Speaking to Android Central, Google spokesperson gave this statement, “We appreciate Check Point’s research as it helps improve the safety of the broader mobile ecosystem. Android devices with our most recent security patch level are already protected against three of these four vulnerabilities. The fourth vulnerability, CVE-2016-5340, will be addressed in an upcoming Android security bulletin, though Android partners can take action sooner by referencing the public patch Qualcomm has provided. Exploitation of these issues depends on users also downloading and installing a malicious application. Our Verify Apps and SafetyNet protections help identify, block, and remove applications that exploit vulnerabilities like these.”

Check Point Software technologies unveiled the research detailing the vulnerability that is said to affect over 900 million devices running Android. The company reported the four vulnerabilities to Qualcomm back in April. These vulnerabilities affect the smartphone drivers which control the communication between multiple chipsets components. According to Check Point, users should be on the latest Android OS version to avoid these vulnerabilities, as well as not side-load any Android app.

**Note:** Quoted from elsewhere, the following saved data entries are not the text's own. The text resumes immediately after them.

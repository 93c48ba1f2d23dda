//! Quiz generation: build prompt -> call AI -> parse output.
//!
//! Single catch-all error policy: any failure on that path (HTTP, auth,
//! quota, malformed response) is logged and replaced by the fixed fallback
//! quiz. No retries.

use crate::adapters::ai::{fallback_quiz, parse_quiz_output};
use crate::domain::{DomainError, Quiz, QuizParams};
use crate::ports::AiPort;
use std::sync::Arc;
use tracing::{info, warn};

/// Format instructions sent ahead of the parameters. The parser depends on
/// this exact shape (numbered blocks, a)–d) markers, Answer:/Explanation:
/// tags), so keep the two in sync.
const FORMAT_INSTRUCTIONS: &str = "\
You are a quiz generator. Generate a quiz following this EXACT format for each question type:

For multiple choice questions:
1. [Question text here]
a) [First option here]
b) [Second option here]
c) [Third option here]
d) [Fourth option here]
Answer: [Correct option letter (a, b, c, or d)]
Explanation: [Explanation text if requested]

For true/false questions:
1. [Question text here]
True/False: [statement]
Answer: [True or False]
Explanation: [Explanation text if requested]

For short answer questions:
1. [Question text here]
Answer: [Correct answer text]
Explanation: [Explanation text if requested]

Generate a quiz with these parameters:
";

/// Build the full generation prompt from form parameters.
pub fn build_prompt(params: &QuizParams) -> String {
    let kinds = params
        .question_kinds
        .iter()
        .map(|k| k.label())
        .collect::<Vec<_>>()
        .join(", ");

    let mut prompt = String::from(FORMAT_INSTRUCTIONS);
    prompt.push_str(&format!("- Topic: {}\n", params.topic));
    prompt.push_str(&format!("- Difficulty: {}\n", params.difficulty));
    prompt.push_str(&format!(
        "- Number of Questions: {}\n",
        params.num_questions
    ));
    prompt.push_str(&format!("- Question Types: {}\n", kinds));

    if !params.subtopics.is_empty() {
        prompt.push_str(&format!("- Sub-topics: {}\n", params.subtopics.join(", ")));
    }
    if !params.context_keywords.is_empty() {
        prompt.push_str(&format!(
            "- Context Keywords: {}\n",
            params.context_keywords.join(", ")
        ));
    }
    if let Some(audience) = &params.target_audience {
        prompt.push_str(&format!("- Target Audience: {}\n", audience));
    }
    prompt.push_str(&format!("- Language: {}\n", params.language));
    prompt.push_str(&format!(
        "- Include Explanations: {}\n",
        if params.include_explanations {
            "Yes"
        } else {
            "No"
        }
    ));
    if let Some(max_length) = params.max_length {
        prompt.push_str(&format!(
            "- Maximum Length per Question: {} words\n",
            max_length
        ));
    }

    prompt.push_str(
        "\nIMPORTANT: Follow the exact format shown above. For multiple choice, \
         always provide exactly 4 options labeled a), b), c), d).",
    );
    prompt
}

/// Generation service. Owns the AI port; the UI owns the params.
pub struct GeneratorService {
    ai: Arc<dyn AiPort>,
}

impl GeneratorService {
    pub fn new(ai: Arc<dyn AiPort>) -> Self {
        Self { ai }
    }

    /// Generate a quiz, falling back to the fixed mock quiz on any failure.
    ///
    /// Returns the quiz plus a flag telling the UI whether the fallback was
    /// used (so it can warn the user).
    pub async fn generate(&self, params: &QuizParams) -> (Quiz, bool) {
        match self.try_generate(params).await {
            Ok(quiz) => (quiz, false),
            Err(e) => {
                warn!(error = %e, "quiz generation failed, showing fallback quiz");
                (fallback_quiz(), true)
            }
        }
    }

    /// The fallible path: prompt -> AI -> parse.
    pub async fn try_generate(&self, params: &QuizParams) -> Result<Quiz, DomainError> {
        let prompt = build_prompt(params);
        let text = self.ai.generate(&prompt).await?;
        let quiz = parse_quiz_output(&text)?;
        info!(
            topic = %params.topic,
            requested = params.num_questions,
            parsed = quiz.len(),
            "quiz generated"
        );
        Ok(quiz)
    }
}

#[cfg(test)]
mod tests {
    use super::*;
    use crate::adapters::ai::MockAiAdapter;
    use crate::domain::{Difficulty, QuestionKind};

    /// AiPort stub that always fails, for exercising the fallback path.
    struct FailingAi;

    #[async_trait::async_trait]
    impl AiPort for FailingAi {
        async fn generate(&self, _prompt: &str) -> Result<String, DomainError> {
            Err(DomainError::Ai("simulated outage".to_string()))
        }
    }

    /// AiPort stub that returns unparseable prose.
    struct RamblingAi;

    #[async_trait::async_trait]
    impl AiPort for RamblingAi {
        async fn generate(&self, _prompt: &str) -> Result<String, DomainError> {
            Ok("I'm sorry, I can't produce a quiz right now.".to_string())
        }
    }

    fn params() -> QuizParams {
        QuizParams {
            topic: "Rust ownership".to_string(),
            difficulty: Difficulty::Hard,
            num_questions: 5,
            question_kinds: vec![QuestionKind::MultipleChoice, QuestionKind::ShortAnswer],
            subtopics: vec!["borrowing".to_string(), "lifetimes".to_string()],
            context_keywords: vec!["move semantics".to_string()],
            target_audience: Some("intermediate developers".to_string()),
            language: "en".to_string(),
            include_explanations: false,
            max_length: Some(40),
        }
    }

    #[test]
    fn prompt_carries_all_parameters() {
        let prompt = build_prompt(&params());
        assert!(prompt.contains("- Topic: Rust ownership"));
        assert!(prompt.contains("- Difficulty: hard"));
        assert!(prompt.contains("- Number of Questions: 5"));
        assert!(prompt.contains("- Question Types: multiple choice, short answer"));
        assert!(prompt.contains("- Sub-topics: borrowing, lifetimes"));
        assert!(prompt.contains("- Context Keywords: move semantics"));
        assert!(prompt.contains("- Target Audience: intermediate developers"));
        assert!(prompt.contains("- Language: en"));
        assert!(prompt.contains("- Include Explanations: No"));
        assert!(prompt.contains("- Maximum Length per Question: 40 words"));
        assert!(prompt.contains("exactly 4 options labeled a), b), c), d)"));
    }

    #[test]
    fn prompt_omits_unset_optionals() {
        let prompt = build_prompt(&QuizParams::default());
        assert!(!prompt.contains("- Sub-topics:"));
        assert!(!prompt.contains("- Context Keywords:"));
        assert!(!prompt.contains("- Target Audience:"));
        assert!(!prompt.contains("- Maximum Length per Question:"));
        assert!(prompt.contains("- Include Explanations: Yes"));
    }

    #[tokio::test]
    async fn ai_failure_yields_fallback_unchanged() {
        let service = GeneratorService::new(Arc::new(FailingAi));
        let (quiz, used_fallback) = service.generate(&params()).await;
        assert!(used_fallback);
        assert_eq!(quiz, fallback_quiz());
    }

    #[tokio::test]
    async fn unparseable_output_yields_fallback_unchanged() {
        let service = GeneratorService::new(Arc::new(RamblingAi));
        let (quiz, used_fallback) = service.generate(&params()).await;
        assert!(used_fallback);
        assert_eq!(quiz, fallback_quiz());
    }

    #[tokio::test]
    async fn mock_adapter_output_parses_without_fallback() {
        let service = GeneratorService::new(Arc::new(MockAiAdapter::with_delay(1)));
        let (quiz, used_fallback) = service.generate(&params()).await;
        assert!(!used_fallback);
        assert_eq!(quiz.len(), 3);
        assert!(quiz
            .questions
            .iter()
            .all(|q| QuestionKind::ALL.contains(&q.kind)));
    }
}
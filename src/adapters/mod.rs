//! Infrastructure adapters. Implement the ports.
//!
//! LLM HTTP client, output parsing, terminal UI. Map errors to DomainError.

pub mod ai;
pub mod ui;
//! Application configuration loaded from TOML.

use derive_getters::Getters;
use derive_more::{Display, Error};
use noughts_core::Mode;
use serde::{Deserialize, Serialize};
use std::path::{Path, PathBuf};
use tracing::{debug, info, instrument};

/// Settings read from `noughts.toml`.
///
/// Every field has a default, so an empty or missing file is valid.
#[derive(Debug, Clone, PartialEq, Eq, Getters, Serialize, Deserialize)]
pub struct AppConfig {
    /// Mode a new session starts in.
    #[serde(default)]
    default_mode: Mode,

    /// File that receives logs while the terminal UI owns the screen.
    #[serde(default = "default_log_file")]
    log_file: PathBuf,
}

fn default_log_file() -> PathBuf {
    PathBuf::from("noughts.log")
}

impl Default for AppConfig {
    fn default() -> Self {
        Self {
            default_mode: Mode::default(),
            log_file: default_log_file(),
        }
    }
}

impl AppConfig {
    /// Loads configuration from a TOML file.
    #[instrument(skip(path), fields(path = %path.as_ref().display()))]
    pub fn from_file(path: impl AsRef<Path>) -> Result<Self, ConfigError> {
        debug!("Loading config from file");
        let content = std::fs::read_to_string(path.as_ref())
            .map_err(|e| ConfigError::new(format!("Failed to read config file: {}", e)))?;

        let config: Self = toml::from_str(&content)
            .map_err(|e| ConfigError::new(format!("Failed to parse config: {}", e)))?;

        info!(mode = %config.default_mode, "Config loaded");
        Ok(config)
    }

    /// Loads `path` if it exists, otherwise returns the defaults.
    #[instrument(skip(path), fields(path = %path.as_ref().display()))]
    pub fn load_or_default(path: impl AsRef<Path>) -> Result<Self, ConfigError> {
        if path.as_ref().exists() {
            Self::from_file(path)
        } else {
            debug!("Config file not found, using defaults");
            Ok(Self::default())
        }
    }

    /// Returns a copy with the starting mode replaced.
    pub fn with_mode(mut self, mode: Mode) -> Self {
        self.default_mode = mode;
        self
    }
}

/// Configuration error.
#[derive(Debug, Clone, Display, Error)]
#[display("Config error: {} at {}:{}", message, file, line)]
pub struct ConfigError {
    /// Error message.
    pub message: String,
    /// Line number where error occurred.
    pub line: u32,
    /// Source file where error occurred.
    pub file: &'static str,
}

impl ConfigError {
    /// Creates a new configuration error.
    #[track_caller]
    pub fn new(message: impl Into<String>) -> Self {
        let loc = std::panic::Location::caller();
        Self {
            message: message.into(),
            line: loc.line(),
            file: loc.file(),
        }
    }
}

Latest devices in the market including Google Nexus 5X / 6 / 6P, HTC 10, LG G5, OnePlus 3, Moto X (2016), Samsung Galaxy S7 / S7 Edge including the most secure BlackBerry DTEK50 is also affected by the flaw. Even the secure BlackPhone 1 and 2 have been affected by this flaw, states The Inquirer.

According to Google, three out of the four vulnerabilities have already been fixed in the August Android OS security patch and the fourth one would be fixed in the September security update.

While Verify Apps is a feature that is on by default for those using Android 5.0 and up devices, the older handsets running Jelly Bean version will have to manually switch on the ‘Verify Apps’ feature in settings.